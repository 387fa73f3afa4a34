use crate::camera::Camera;
use crate::constants::{ORBIT_DOLLY_STEP, ORBIT_MAX_DISTANCE, ORBIT_MIN_DISTANCE, ORBIT_ROTATE_SPEED};
use glam::{Vec2, Vec3};
use std::f32::consts::{PI, TAU};

const POLAR_EPS: f32 = 1e-6;

/// Drag-to-orbit and wheel-to-dolly around the camera target.
#[derive(Clone, Debug)]
pub struct OrbitControls {
    pub rotate_speed: f32,
    pub min_distance: f32,
    pub max_distance: f32,
    drag_from: Option<Vec2>,
}

impl Default for OrbitControls {
    fn default() -> Self {
        Self {
            rotate_speed: ORBIT_ROTATE_SPEED,
            min_distance: ORBIT_MIN_DISTANCE,
            max_distance: ORBIT_MAX_DISTANCE,
            drag_from: None,
        }
    }
}

impl OrbitControls {
    pub fn is_dragging(&self) -> bool {
        self.drag_from.is_some()
    }

    pub fn begin_drag(&mut self, px: Vec2) {
        self.drag_from = Some(px);
    }

    pub fn end_drag(&mut self) {
        self.drag_from = None;
    }

    /// Continue a drag to `px`. A full viewport height of travel is one turn.
    pub fn drag_to(&mut self, camera: &mut Camera, px: Vec2, viewport_height: f32) {
        let Some(from) = self.drag_from else {
            return;
        };
        let delta = (px - from) * self.rotate_speed;
        let h = viewport_height.max(1.0);
        self.rotate(camera, TAU * delta.x / h, TAU * delta.y / h);
        self.drag_from = Some(px);
    }

    /// Wheel input; positive `delta_y` (scrolling down) moves away.
    pub fn wheel(&self, camera: &mut Camera, delta_y: f32) {
        let scale = if delta_y < 0.0 {
            ORBIT_DOLLY_STEP
        } else if delta_y > 0.0 {
            1.0 / ORBIT_DOLLY_STEP
        } else {
            return;
        };
        let offset = camera.eye - camera.target;
        let radius = (offset.length() * scale).clamp(self.min_distance, self.max_distance);
        camera.eye = camera.target + offset.normalize_or_zero() * radius;
    }

    fn rotate(&self, camera: &mut Camera, left: f32, up: f32) {
        let offset = camera.eye - camera.target;
        let radius = offset.length();
        if radius <= 0.0 {
            return;
        }
        let theta = offset.x.atan2(offset.z) - left;
        let phi = ((offset.y / radius).clamp(-1.0, 1.0).acos() - up).clamp(POLAR_EPS, PI - POLAR_EPS);
        let sin_phi = phi.sin();
        camera.eye = camera.target
            + Vec3::new(
                radius * sin_phi * theta.sin(),
                radius * phi.cos(),
                radius * sin_phi * theta.cos(),
            );
    }
}

#[cfg(test)]
mod tests {
    use super::*;

    #[test]
    fn drag_keeps_distance() {
        let mut cam = Camera::default();
        let mut c = OrbitControls::default();
        c.begin_drag(Vec2::new(100.0, 100.0));
        c.drag_to(&mut cam, Vec2::new(160.0, 130.0), 600.0);
        assert!((cam.eye.length() - 0.5).abs() < 1e-5);
        assert!(cam.eye.x < 0.0, "dragging right orbits the eye left");
    }

    #[test]
    fn full_height_drag_is_one_turn() {
        let mut cam = Camera::default();
        let start = cam.eye;
        let mut c = OrbitControls::default();
        c.begin_drag(Vec2::ZERO);
        c.drag_to(&mut cam, Vec2::new(600.0, 0.0), 600.0);
        assert!(cam.eye.distance(start) < 1e-4);
    }

    #[test]
    fn drag_without_begin_is_ignored() {
        let mut cam = Camera::default();
        let mut c = OrbitControls::default();
        c.drag_to(&mut cam, Vec2::new(50.0, 50.0), 600.0);
        assert_eq!(cam.eye, Camera::default().eye);
    }

    #[test]
    fn polar_angle_is_clamped() {
        let mut cam = Camera::default();
        let mut c = OrbitControls::default();
        c.begin_drag(Vec2::ZERO);
        c.drag_to(&mut cam, Vec2::new(0.0, -5000.0), 600.0);
        assert!(cam.eye.is_finite());
        // dragged far upwards: the eye sits just above the bottom pole
        assert!((cam.eye.y + 0.5).abs() < 1e-3);
    }

    #[test]
    fn wheel_dollies_and_clamps() {
        let mut cam = Camera::default();
        let c = OrbitControls::default();
        c.wheel(&mut cam, -1.0);
        assert!((cam.eye.length() - 0.475).abs() < 1e-6);
        c.wheel(&mut cam, 1.0);
        assert!((cam.eye.length() - 0.5).abs() < 1e-6);
        for _ in 0..500 {
            c.wheel(&mut cam, -1.0);
        }
        assert!((cam.eye.length() - ORBIT_MIN_DISTANCE).abs() < 1e-6);
    }
}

******************************

Exercise details
Looking at the entries above, report how many of their lines include "length", and add nothing else.

Exercise solution
6